Tenor

  • 1.

    Die Kosten des Verfahrens vor der Vergabekammer hat die Antragstellerin zu tragen. Ihre Aufwendungen im Verfahren vor der Vergabekammer haben die Verfahrensbeteiligten jeweils selbst zu tragen.

  • 2.

    Die Kosten des Beschwerdeverfahrens einschließlich der außergerichtlichen Kosten der Antragstellerin tragen die Antragsgegnerinnen; das gilt auch für das Verfahren nach § 115 Abs. 3 und § 118 Abs. 1 S. 3 GWB.

 

Gründe

I.

Bei den Antragsgegnerinnen handelt es sich um die Allgemeinen Ortskrankenkassen der Bundesrepublik Deutschland. Sie schrieben mit Rundschreiben vom 03. August 2007 und durch Veröffentlichung im elektronischen Bundesanzeiger vom 06. August 2007 unter dem Titel "Arzneimittel-Rabattverträge 2008/2009" Rabattvereinbarungen gemäß § 130a Abs. 8 SGB V aus. Vertragspartner sollten sämtliche Allgemeinen Ortskrankenkassen werden, wobei die AOK Baden-Württemberg als "federführend handelnder Vertragspartner" bezeichnet wurde. Die Ausschreibung erstreckte sich auf insgesamt 83 Wirkstoffe. Je Wirkstoff sollte ein Rabattvertrag mit drei Unternehmen, bei bestimmten verordnungsstarken Wirkstoffen mit vier Unternehmen geschlossen werden. Die Bieter sollten einen bestimmten Prozentsatz angeben, um den ein näher erläuterter Schwellenwert unterschritten werden sollte. Der absolute Rabattbetrag berechnete sich sodann nach einer bestimmten mathematischen Formel, wobei eine Kappungsgrenze bestand. Kriterien für die Auswahl der Angebote je Wirkstoff waren eine näher bezeichneten Produktbreite und Wirtschaftlichkeit. Die Vertragspartner hatten nach § 6 Abs. 3 des Vertrages die Lieferfähigkeit der vereinbarten Arzneimittel an den Großhandel zu gewährleisten und nach § 7 des Vertrages bei Lieferausfällen bestimmte Vertragsstrafen zu bezahlen.

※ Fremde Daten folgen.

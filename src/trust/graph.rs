//! Bipartite wallet/token arena.
//!
//! Wallet and token nodes live in two address-keyed maps; edges are
//! opaque interaction ids mirrored onto both endpoints, so neither
//! collection owns the other. Invariants maintained here:
//! every interaction id on a wallet node also appears on the token node,
//! a wallet appears at most once in a token's wallet list, scores stay in
//! [0, 100] and `last_updated` only advances.

use chrono::{DateTime, Utc};
use std::collections::HashMap;

/// Neutral reputation for wallets with no history.
pub const DEFAULT_TRUST_SCORE: f64 = 50.0;

/// A wallet in the trust graph.
#[derive(Debug, Clone)]
pub struct WalletNode {
    pub address: String,
    pub trust_score: f64,
    pub interaction_ids: Vec<String>,
    pub last_updated: DateTime<Utc>,
}

/// A token in the trust graph.
#[derive(Debug, Clone)]
pub struct TokenNode {
    pub address: String,
    pub wallets: Vec<String>,
    pub interaction_ids: Vec<String>,
    pub last_updated: DateTime<Utc>,
}

/// Process-wide in-memory reputation graph.
#[derive(Debug)]
pub struct TrustGraph {
    pub wallets: HashMap<String, WalletNode>,
    pub tokens: HashMap<String, TokenNode>,
    pub last_updated: DateTime<Utc>,
}

impl Default for TrustGraph {
    fn default() -> Self {
        Self::new()
    }
}

impl TrustGraph {
    pub fn new() -> Self {
        Self {
            wallets: HashMap::new(),
            tokens: HashMap::new(),
            last_updated: Utc::now(),
        }
    }

    pub fn wallet_count(&self) -> usize {
        self.wallets.len()
    }

    pub fn token_count(&self) -> usize {
        self.tokens.len()
    }

    /// Get or insert a wallet node with the given initial score.
    pub fn ensure_wallet(&mut self, address: &str, initial_score: f64) -> &mut WalletNode {
        self.wallets
            .entry(address.to_string())
            .or_insert_with(|| WalletNode {
                address: address.to_string(),
                trust_score: initial_score.clamp(0.0, 100.0),
                interaction_ids: Vec::new(),
                last_updated: Utc::now(),
            })
    }

    pub fn ensure_token(&mut self, address: &str) -> &mut TokenNode {
        self.tokens
            .entry(address.to_string())
            .or_insert_with(|| TokenNode {
                address: address.to_string(),
                wallets: Vec::new(),
                interaction_ids: Vec::new(),
                last_updated: Utc::now(),
            })
    }

    /// Record one wallet↔token edge. Re-recording the same interaction id
    /// leaves the graph unchanged.
    pub fn record_edge(
        &mut self,
        interaction_id: &str,
        wallet: &str,
        token: &str,
        initial_score: f64,
    ) {
        let now = Utc::now();

        let wallet_node = self.ensure_wallet(wallet, initial_score);
        if !wallet_node.interaction_ids.iter().any(|id| id == interaction_id) {
            wallet_node.interaction_ids.push(interaction_id.to_string());
        }
        wallet_node.last_updated = now;

        let token_node = self.ensure_token(token);
        if !token_node.wallets.iter().any(|w| w == wallet) {
            token_node.wallets.push(wallet.to_string());
        }
        if !token_node.interaction_ids.iter().any(|id| id == interaction_id) {
            token_node.interaction_ids.push(interaction_id.to_string());
        }
        token_node.last_updated = now;

        self.last_updated = now;
    }

    /// Update a wallet's score, clamped to [0, 100].
    pub fn set_wallet_score(&mut self, address: &str, score: f64) {
        let node = self.ensure_wallet(address, score);
        node.trust_score = score.clamp(0.0, 100.0);
        node.last_updated = Utc::now();
    }

    pub fn wallet(&self, address: &str) -> Option<&WalletNode> {
        self.wallets.get(address)
    }

    pub fn token(&self, address: &str) -> Option<&TokenNode> {
        self.tokens.get(address)
    }

    /// Drop a wallet node and its membership in every token wallet list.
    /// Historical interaction ids on token nodes are kept for analysis.
    pub fn remove_wallet(&mut self, address: &str) {
        self.wallets.remove(address);
        for token in self.tokens.values_mut() {
            token.wallets.retain(|w| w != address);
        }
        self.last_updated = Utc::now();
    }
}

#[cfg(test)]
mod tests {
    use super::*;

    #[test]
    fn test_record_edge_is_idempotent() {
        let mut graph = TrustGraph::new();
        graph.record_edge("tx:w1:t1", "w1", "t1", DEFAULT_TRUST_SCORE);
        graph.record_edge("tx:w1:t1", "w1", "t1", DEFAULT_TRUST_SCORE);

        let wallet = graph.wallet("w1").unwrap();
        let token = graph.token("t1").unwrap();
        assert_eq!(wallet.interaction_ids.len(), 1);
        assert_eq!(token.interaction_ids.len(), 1);
        assert_eq!(token.wallets, vec!["w1".to_string()]);
    }

    #[test]
    fn test_edge_mirrored_on_both_nodes() {
        let mut graph = TrustGraph::new();
        graph.record_edge("a:w1:t1", "w1", "t1", DEFAULT_TRUST_SCORE);
        graph.record_edge("b:w2:t1", "w2", "t1", DEFAULT_TRUST_SCORE);

        let token = graph.token("t1").unwrap();
        for id in &graph.wallet("w1").unwrap().interaction_ids {
            assert!(token.interaction_ids.contains(id));
        }
        assert_eq!(token.wallets.len(), 2);
    }

    #[test]
    fn test_score_clamped() {
        let mut graph = TrustGraph::new();
        graph.set_wallet_score("w1", 130.0);
        assert_eq!(graph.wallet("w1").unwrap().trust_score, 100.0);
        graph.set_wallet_score("w1", -10.0);
        assert_eq!(graph.wallet("w1").unwrap().trust_score, 0.0);
    }

    #[test]
    fn test_remove_wallet_clears_memberships() {
        let mut graph = TrustGraph::new();
        graph.record_edge("a:w1:t1", "w1", "t1", DEFAULT_TRUST_SCORE);
        graph.record_edge("b:w2:t1", "w2", "t1", DEFAULT_TRUST_SCORE);
        graph.remove_wallet("w1");

        assert!(graph.wallet("w1").is_none());
        assert_eq!(graph.token("t1").unwrap().wallets, vec!["w2".to_string()]);
    }
}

An der Ausschreibung beteiligte sich eine Vielzahl von Unternehmen, die Angebote auf einen oder mehrere Wirkstoffe abgaben. Darunter befand sich auch die Antragstellerin mit Angeboten für 15 Wirkstoffe. Mit Schreiben vom 14. September 2007 teilten die Antragsgegnerinnen den Unternehmen das Ergebnis mit. Verschiedene Angebote wurden wegen unzureichender Produktbreite oder unzureichender Wirtschaftlichkeit abgelehnt. Die Antragstellerin war mit keinem ihrer Angebote erfolgreich. Mit Schreiben vom 20. September 2007 rügte die Antragstellerin Vergabefehler, was die Antragsgegnerinnen unter dem 24. September 2009 zurückwies.

Daraufhin riefen mehrere nicht berücksichtigte Unternehmen die ihrer Ansicht nach zuständigen Vergabekammern an, und zwar u.a. die Vergabekammer bei der Bezirksregierung Düsseldorf (VK-31/2007-L) sowie die Vergabekammer des Bundes (VK 2 - 102/07, VK 2 - 105/07, VK 2 - 108/07, VK 2 - 114/07, VK 2 - 117/07, VK 2 - 120/07 und VK 2 - 123/07).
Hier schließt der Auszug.